:: DATA UNDER STUDY ::
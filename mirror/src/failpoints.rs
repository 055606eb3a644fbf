//! Named failpoints used to exercise crash and retry paths.
//!
//! They compile to nothing unless the `failpoints` feature is enabled.

use fail::fail_point;

use crate::error::MirrorResult;

/// Fires after the window is planned and before the merge statements run.
pub const NORMALIZE_BEFORE_MERGE: &str = "normalize.before_merge";

/// Fires after the merge statements ran and before the normalize cursor moves, inside the
/// merge transaction.
pub const NORMALIZE_BEFORE_CURSOR_UPDATE: &str = "normalize.before_cursor_update";

/// Fires after the raw rows are appended and before the sync cursor moves, inside the sync
/// transaction.
pub const SYNC_BEFORE_COMMIT: &str = "sync.before_commit";

/// Returns an error when the failpoint `name` is configured to `return`.
pub fn mirror_fail_point(name: &str) -> MirrorResult<()> {
    fail_point!(name, |_| {
        crate::bail!(
            crate::error::ErrorKind::InjectedFailure,
            "A failpoint returned an error",
            format!("failpoint '{name}' was triggered")
        );
    });

    Ok(())
}
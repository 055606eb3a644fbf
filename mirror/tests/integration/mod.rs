mod postgres_store_test;
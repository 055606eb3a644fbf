use std::future::Future;

use bytes::Bytes;
use tokio::time::Instant;

use crate::error::MirrorResult;

/// A serialized change event bound for one topic.
#[derive(Debug, Clone, PartialEq, Eq)]
pub struct SinkEvent {
    pub topic: String,
    pub payload: Bytes,
}

impl SinkEvent {
    pub fn new(topic: impl Into<String>, payload: impl Into<Bytes>) -> SinkEvent {
        Self {
            topic: topic.into(),
            payload: payload.into(),
        }
    }
}

/// Opens connections to the topics of a messaging system.
pub trait TopicConnector: Send + Sync + 'static {
    type Connection: TopicConnection;

    fn connect(&self, topic: &str) -> impl Future<Output = MirrorResult<Self::Connection>> + Send;

    fn topic_exists(&self, topic: &str) -> impl Future<Output = MirrorResult<bool>> + Send;

    fn create_topic(&self, topic: &str) -> impl Future<Output = MirrorResult<()>> + Send;
}

/// An open connection to a single topic.
pub trait TopicConnection: Send + Sync + 'static {
    /// Publishes `events` as one request that must finish before `deadline`.
    fn send_batch(
        &self,
        events: Vec<Bytes>,
        deadline: Instant,
    ) -> impl Future<Output = MirrorResult<()>> + Send;

    fn close(&self) -> impl Future<Output = MirrorResult<()>> + Send;
}
use mirror::error::ErrorKind;
use mirror::failpoints::{NORMALIZE_BEFORE_CURSOR_UPDATE, NORMALIZE_BEFORE_MERGE, SYNC_BEFORE_COMMIT};
use mirror::normalize::Normalizer;
use mirror::store::both::MemoryStore;
use mirror::store::metadata::MetadataStore;
use mirror::sync::{LogHeartbeat, RawLogWriter};
use mirror::test_utils::change::{insert_at, partial_update_at, payload};
use mirror::test_utils::failpoints::CustomFailScenario;
use mirror::test_utils::schema::{items_table, test_registry};
use mirror::types::{JobCursors, NormalizeOutcome, SyncOutcome};
use mirror_config::shared::SyncConfig;
use mirror_telemetry::init_test_tracing;
use serde_json::json;

async fn synced_job(
    job_name: &str,
) -> (MemoryStore, RawLogWriter<MemoryStore, LogHeartbeat>, Normalizer<MemoryStore>) {
    let store = MemoryStore::new();
    let writer = RawLogWriter::new(job_name, store.clone(), LogHeartbeat, SyncConfig::default());
    writer.setup().await.unwrap();

    let normalizer = Normalizer::new(job_name, store.clone(), test_registry());
    normalizer.setup_destination_tables().await.unwrap();

    let items = items_table();
    writer
        .sync(vec![insert_at(&items, 1, json!({"pk": 1, "a": 1, "b": 2}))], 1)
        .await
        .unwrap();
    normalizer.normalize().await.unwrap();
    writer
        .sync(
            vec![partial_update_at(&items, 2, json!({"pk": 1, "a": 9}), &["b"])],
            2,
        )
        .await
        .unwrap();

    (store, writer, normalizer)
}

async fn assert_window_retried(failpoint: &str, job_name: &str) {
    let (store, _writer, normalizer) = synced_job(job_name).await;
    let items = items_table();

    let scenario = CustomFailScenario::setup(&[(failpoint, "return")]);

    let err = normalizer.normalize().await.unwrap_err();
    assert_eq!(err.kind(), ErrorKind::InjectedFailure);

    // Neither the destination nor the cursor moved.
    assert_eq!(
        store.table_rows(&items).await.unwrap(),
        vec![payload(json!({"pk": 1, "a": 1, "b": 2}))]
    );
    assert_eq!(
        store.get_cursors(job_name).await.unwrap().normalize_batch_id,
        1
    );

    scenario.disable();

    let outcome = normalizer.normalize().await.unwrap();
    assert!(matches!(outcome, NormalizeOutcome::Applied { .. }));
    assert_eq!(
        store.table_rows(&items).await.unwrap(),
        vec![payload(json!({"pk": 1, "a": 9, "b": 2}))]
    );
    assert_eq!(
        store.get_cursors(job_name).await.unwrap(),
        JobCursors {
            source_offset: 2,
            sync_batch_id: 2,
            normalize_batch_id: 2,
        }
    );

    scenario.teardown();
}

#[tokio::test(flavor = "multi_thread")]
async fn failure_before_merge_is_retried_from_same_window() {
    init_test_tracing();

    assert_window_retried(NORMALIZE_BEFORE_MERGE, "before_merge").await;
}

#[tokio::test(flavor = "multi_thread")]
async fn failure_before_cursor_update_rolls_back_merge() {
    init_test_tracing();

    assert_window_retried(NORMALIZE_BEFORE_CURSOR_UPDATE, "before_cursor_update").await;
}

#[tokio::test(flavor = "multi_thread")]
async fn failure_before_sync_commit_leaves_no_rows() {
    init_test_tracing();

    let store = MemoryStore::new();
    let writer = RawLogWriter::new("before_commit", store.clone(), LogHeartbeat, SyncConfig::default());
    writer.setup().await.unwrap();
    let changes = vec![insert_at(&items_table(), 1, json!({"pk": 1, "a": 1, "b": 1}))];

    let scenario = CustomFailScenario::setup(&[(SYNC_BEFORE_COMMIT, "return")]);

    let err = writer.sync(changes.clone(), 10).await.unwrap_err();
    assert_eq!(err.kind(), ErrorKind::InjectedFailure);
    assert!(err.is_retryable());
    assert!(store.raw_records("before_commit").await.is_empty());
    assert_eq!(
        store.get_cursors("before_commit").await.unwrap(),
        JobCursors::default()
    );

    scenario.disable();

    // The retry reuses the batch id the failed attempt would have taken.
    let outcome = writer.sync(changes, 10).await.unwrap();
    assert_eq!(outcome, SyncOutcome::Committed { batch_id: 1, records: 1 });
    assert_eq!(store.raw_records("before_commit").await.len(), 1);

    scenario.teardown();
}
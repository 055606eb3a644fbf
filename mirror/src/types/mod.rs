mod change;
mod job;

pub use change::*;
pub use job::*;
pub use mirror_postgres::schema::TableName;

:: DIRECTIONS ::
Your task is to retype the entries verbatim, starting with the line that holds "pub trait TopicConnector: Send" and stopping after the line that holds "pub trait TopicConnection: Send".

:: COMPLETED TASK ::
pub trait TopicConnector: Send + Sync + 'static {
    type Connection: TopicConnection;

    fn connect(&self, topic: &str) -> impl Future<Output = MirrorResult<Self::Connection>> + Send;

    fn topic_exists(&self, topic: &str) -> impl Future<Output = MirrorResult<bool>> + Send;

    fn create_topic(&self, topic: &str) -> impl Future<Output = MirrorResult<()>> + Send;
}

/// An open connection to a single topic.
pub trait TopicConnection: Send + Sync + 'static {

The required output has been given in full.